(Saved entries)
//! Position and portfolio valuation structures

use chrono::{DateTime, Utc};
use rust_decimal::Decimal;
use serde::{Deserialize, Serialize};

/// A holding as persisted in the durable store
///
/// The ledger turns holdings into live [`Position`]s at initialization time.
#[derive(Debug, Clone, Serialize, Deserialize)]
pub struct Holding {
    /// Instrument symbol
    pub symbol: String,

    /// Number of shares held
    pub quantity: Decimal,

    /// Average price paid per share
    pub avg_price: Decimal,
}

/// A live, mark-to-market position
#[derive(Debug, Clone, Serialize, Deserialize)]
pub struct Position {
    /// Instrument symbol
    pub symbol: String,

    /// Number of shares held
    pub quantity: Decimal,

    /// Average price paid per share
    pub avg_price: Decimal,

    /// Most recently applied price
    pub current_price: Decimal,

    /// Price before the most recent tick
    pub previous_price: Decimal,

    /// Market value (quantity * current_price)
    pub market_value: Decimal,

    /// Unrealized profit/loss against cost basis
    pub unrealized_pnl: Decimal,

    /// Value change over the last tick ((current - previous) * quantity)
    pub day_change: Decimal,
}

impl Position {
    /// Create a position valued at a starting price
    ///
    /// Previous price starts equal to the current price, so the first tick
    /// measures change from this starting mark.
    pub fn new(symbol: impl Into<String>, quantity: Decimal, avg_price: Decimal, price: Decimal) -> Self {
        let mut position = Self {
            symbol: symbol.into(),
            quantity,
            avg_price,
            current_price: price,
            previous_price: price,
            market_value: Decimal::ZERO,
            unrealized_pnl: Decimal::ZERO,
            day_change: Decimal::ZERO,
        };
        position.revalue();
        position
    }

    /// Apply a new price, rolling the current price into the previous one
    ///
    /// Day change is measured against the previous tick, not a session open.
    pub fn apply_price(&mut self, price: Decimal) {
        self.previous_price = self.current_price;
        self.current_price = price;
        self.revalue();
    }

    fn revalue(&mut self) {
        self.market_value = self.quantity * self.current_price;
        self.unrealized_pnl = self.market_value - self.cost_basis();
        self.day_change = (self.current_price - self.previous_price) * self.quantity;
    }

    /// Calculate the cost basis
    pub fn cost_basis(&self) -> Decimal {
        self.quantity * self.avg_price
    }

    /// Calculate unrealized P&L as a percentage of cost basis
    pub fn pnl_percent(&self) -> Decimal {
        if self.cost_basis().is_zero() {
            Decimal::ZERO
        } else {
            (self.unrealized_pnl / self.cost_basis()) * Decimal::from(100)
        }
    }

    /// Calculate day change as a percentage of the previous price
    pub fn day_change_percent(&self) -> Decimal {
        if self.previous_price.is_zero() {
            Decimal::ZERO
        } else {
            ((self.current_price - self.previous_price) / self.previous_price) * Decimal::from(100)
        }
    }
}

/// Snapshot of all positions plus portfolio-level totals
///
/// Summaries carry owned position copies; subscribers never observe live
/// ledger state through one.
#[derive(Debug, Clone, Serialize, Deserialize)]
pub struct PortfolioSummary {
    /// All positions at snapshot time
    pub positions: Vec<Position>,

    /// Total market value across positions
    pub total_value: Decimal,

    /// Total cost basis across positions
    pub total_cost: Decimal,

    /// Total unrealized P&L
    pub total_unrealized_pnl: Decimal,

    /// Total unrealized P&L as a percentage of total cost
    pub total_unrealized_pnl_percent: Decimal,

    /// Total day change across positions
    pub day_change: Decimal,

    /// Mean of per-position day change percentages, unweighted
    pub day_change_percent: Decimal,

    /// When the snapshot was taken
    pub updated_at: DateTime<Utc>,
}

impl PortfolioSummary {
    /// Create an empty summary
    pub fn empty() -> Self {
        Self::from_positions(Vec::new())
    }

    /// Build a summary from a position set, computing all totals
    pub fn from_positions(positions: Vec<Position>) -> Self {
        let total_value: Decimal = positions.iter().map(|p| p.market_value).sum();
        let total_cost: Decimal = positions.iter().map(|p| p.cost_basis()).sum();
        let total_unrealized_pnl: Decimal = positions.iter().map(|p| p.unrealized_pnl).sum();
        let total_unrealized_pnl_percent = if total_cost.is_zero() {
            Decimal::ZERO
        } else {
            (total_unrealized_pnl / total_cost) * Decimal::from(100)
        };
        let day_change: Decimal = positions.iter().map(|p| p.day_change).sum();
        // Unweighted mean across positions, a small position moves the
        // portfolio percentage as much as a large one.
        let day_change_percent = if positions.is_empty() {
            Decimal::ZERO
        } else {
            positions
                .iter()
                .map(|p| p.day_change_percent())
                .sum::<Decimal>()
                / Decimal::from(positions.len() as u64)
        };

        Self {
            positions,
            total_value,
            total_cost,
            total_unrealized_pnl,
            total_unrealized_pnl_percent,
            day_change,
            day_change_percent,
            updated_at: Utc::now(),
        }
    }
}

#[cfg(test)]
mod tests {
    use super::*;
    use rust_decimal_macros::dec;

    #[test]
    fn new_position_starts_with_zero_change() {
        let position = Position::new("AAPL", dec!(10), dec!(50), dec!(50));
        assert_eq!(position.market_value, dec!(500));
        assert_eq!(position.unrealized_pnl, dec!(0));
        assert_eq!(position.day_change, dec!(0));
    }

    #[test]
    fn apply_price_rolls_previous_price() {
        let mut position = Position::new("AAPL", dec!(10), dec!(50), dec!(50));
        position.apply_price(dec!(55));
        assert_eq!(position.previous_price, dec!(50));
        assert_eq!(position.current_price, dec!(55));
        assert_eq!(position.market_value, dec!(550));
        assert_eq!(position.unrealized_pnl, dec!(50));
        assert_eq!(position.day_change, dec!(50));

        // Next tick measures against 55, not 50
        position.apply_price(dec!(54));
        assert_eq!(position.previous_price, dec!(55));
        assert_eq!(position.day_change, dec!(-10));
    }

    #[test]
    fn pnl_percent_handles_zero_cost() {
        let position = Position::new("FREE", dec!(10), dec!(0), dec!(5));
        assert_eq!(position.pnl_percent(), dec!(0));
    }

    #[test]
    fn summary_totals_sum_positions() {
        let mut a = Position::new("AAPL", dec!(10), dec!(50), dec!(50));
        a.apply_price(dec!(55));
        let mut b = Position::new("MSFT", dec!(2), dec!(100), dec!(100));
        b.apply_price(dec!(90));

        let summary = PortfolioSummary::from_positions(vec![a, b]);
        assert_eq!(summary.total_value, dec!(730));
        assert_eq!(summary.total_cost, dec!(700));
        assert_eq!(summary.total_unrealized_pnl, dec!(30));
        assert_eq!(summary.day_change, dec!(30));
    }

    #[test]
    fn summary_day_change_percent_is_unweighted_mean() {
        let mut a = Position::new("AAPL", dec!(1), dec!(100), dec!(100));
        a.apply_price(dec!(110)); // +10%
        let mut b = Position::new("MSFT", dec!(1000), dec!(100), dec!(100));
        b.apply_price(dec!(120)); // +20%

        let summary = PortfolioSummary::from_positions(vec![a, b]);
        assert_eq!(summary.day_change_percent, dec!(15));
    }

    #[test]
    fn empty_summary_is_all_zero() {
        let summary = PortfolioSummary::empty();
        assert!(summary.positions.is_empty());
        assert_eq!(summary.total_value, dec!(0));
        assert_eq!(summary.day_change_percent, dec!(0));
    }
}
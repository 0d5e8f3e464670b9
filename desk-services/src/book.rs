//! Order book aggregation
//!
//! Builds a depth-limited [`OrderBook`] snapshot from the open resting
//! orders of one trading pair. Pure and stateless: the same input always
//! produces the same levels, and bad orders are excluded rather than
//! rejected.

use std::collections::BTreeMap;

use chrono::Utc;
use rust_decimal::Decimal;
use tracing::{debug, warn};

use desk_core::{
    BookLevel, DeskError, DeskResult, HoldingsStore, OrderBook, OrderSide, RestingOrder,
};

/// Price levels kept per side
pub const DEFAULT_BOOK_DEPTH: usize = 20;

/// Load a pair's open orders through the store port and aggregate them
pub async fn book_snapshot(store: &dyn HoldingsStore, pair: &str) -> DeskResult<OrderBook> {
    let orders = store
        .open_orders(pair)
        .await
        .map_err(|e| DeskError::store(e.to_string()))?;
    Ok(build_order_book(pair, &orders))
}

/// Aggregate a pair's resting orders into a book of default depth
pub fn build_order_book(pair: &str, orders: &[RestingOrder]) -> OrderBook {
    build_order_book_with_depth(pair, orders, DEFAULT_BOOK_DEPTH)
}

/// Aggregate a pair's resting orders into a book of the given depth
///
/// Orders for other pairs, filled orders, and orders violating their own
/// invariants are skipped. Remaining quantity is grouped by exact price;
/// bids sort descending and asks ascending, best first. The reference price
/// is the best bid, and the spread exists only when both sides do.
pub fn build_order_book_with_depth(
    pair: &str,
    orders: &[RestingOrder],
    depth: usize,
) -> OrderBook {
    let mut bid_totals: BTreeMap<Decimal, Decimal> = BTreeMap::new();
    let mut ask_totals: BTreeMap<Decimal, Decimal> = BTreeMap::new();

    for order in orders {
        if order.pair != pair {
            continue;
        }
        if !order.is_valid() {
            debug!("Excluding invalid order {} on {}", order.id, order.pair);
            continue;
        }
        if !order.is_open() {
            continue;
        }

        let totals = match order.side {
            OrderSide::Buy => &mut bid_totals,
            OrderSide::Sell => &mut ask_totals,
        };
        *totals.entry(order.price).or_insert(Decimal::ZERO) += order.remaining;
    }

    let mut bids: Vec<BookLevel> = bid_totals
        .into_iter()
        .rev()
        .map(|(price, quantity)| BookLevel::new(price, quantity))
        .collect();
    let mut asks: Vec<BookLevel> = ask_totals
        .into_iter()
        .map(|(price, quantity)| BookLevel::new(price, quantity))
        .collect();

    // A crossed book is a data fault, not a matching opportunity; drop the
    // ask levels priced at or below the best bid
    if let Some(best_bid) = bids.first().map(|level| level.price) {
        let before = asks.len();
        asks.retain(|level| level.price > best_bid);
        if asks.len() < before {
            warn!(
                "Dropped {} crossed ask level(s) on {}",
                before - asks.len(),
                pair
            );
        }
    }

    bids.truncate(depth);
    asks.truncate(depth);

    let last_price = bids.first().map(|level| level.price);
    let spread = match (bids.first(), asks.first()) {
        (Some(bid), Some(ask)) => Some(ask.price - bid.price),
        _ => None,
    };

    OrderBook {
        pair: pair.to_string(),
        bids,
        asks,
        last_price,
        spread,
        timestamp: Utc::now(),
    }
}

**DESCRIPTION OF THE TASK**
Find every line in the records that contains the word "AAPL"; copy those lines.

**REPLY TO THE TASK**
        let position = Position::new("AAPL", dec!(10), dec!(50), dec!(50));
        let mut position = Position::new("AAPL", dec!(10), dec!(50), dec!(50));
        let mut a = Position::new("AAPL", dec!(10), dec!(50), dec!(50));
        let mut a = Position::new("AAPL", dec!(1), dec!(100), dec!(100));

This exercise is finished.